Mahler also wanted Strauss' opera Salome perform, which he said was one of the masterpieces of its time. Unfortunately, Mahler had not taken censorship into account in doing so. We should not forget that Austria was very Roman Catholic and that it is an opera in which morals are very much trampled upon and in which a head is carried in on a silver platter and even that of a prophet. That was definitely a bridge too far for many a moralist in 1905.
Strauss soon learned about it in the Kaffeehaus (the customary place to hear the latest news), was unpleasantly surprised and spoke to Mahler about it. The latter exhausted himself in apologies, but had to admit that it really was 'the sad truth'. 'The censors have since Salomedenied. So far no one knows, but I am trying heaven and earth to reverse this decision.' Mahler appreciated the free spirit expressed in the work.

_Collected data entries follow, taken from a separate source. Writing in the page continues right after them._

/// Seedable, restorable random source for choice sampling.
///
/// Each draw reseeds a `StdRng` from the current seed, takes the uniform
/// value, and advances the seed from the same stream. The seed therefore
/// always reproduces the continuation of the sequence, not its origin.
use rand::rngs::StdRng;
use rand::{Rng, SeedableRng};
use std::time::{SystemTime, UNIX_EPOCH};

#[derive(Debug, Clone)]
pub struct RandomSource {
    seed: u64,
}

impl RandomSource {
    /// Non-reproducible source seeded from the current time.
    pub fn from_time() -> RandomSource {
        let nanos = SystemTime::now()
            .duration_since(UNIX_EPOCH)
            .map(|d| d.as_nanos() as u64)
            .unwrap_or(0);
        RandomSource::from_seed(nanos)
    }

    /// Reproducible source from an explicit seed.
    pub fn from_seed(seed: u64) -> RandomSource {
        RandomSource { seed }
    }

    /// Draw the next uniform float in `[0, 1)`.
    pub fn random(&mut self) -> f64 {
        let mut rng = StdRng::seed_from_u64(self.seed);
        let value: f64 = rng.gen();
        self.seed = rng.gen();
        value
    }

    /// The seed that reproduces the sequence from this point onward.
    pub fn seed(&self) -> u64 {
        self.seed
    }
}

This persistence against the odds also had a musical reason: 'Dear Strauss, I must tell you how thrilled I am with your work, which I recently reread. It is your highlight so far! Yes, I claim it cannot be compared to anything you have written so far. Here every note is in its proper place; you are a born dramatist.' But all this praise notwithstanding, the gentlemen would fail to Salome to be premiered in Vienna and thus not under the baton of Mahler, who had oh so much wanted it. Despite this disappointment, Strauss continued to hold Mahler in high regard. After Mahler's death, he wrote a stirring memoriam in a letter.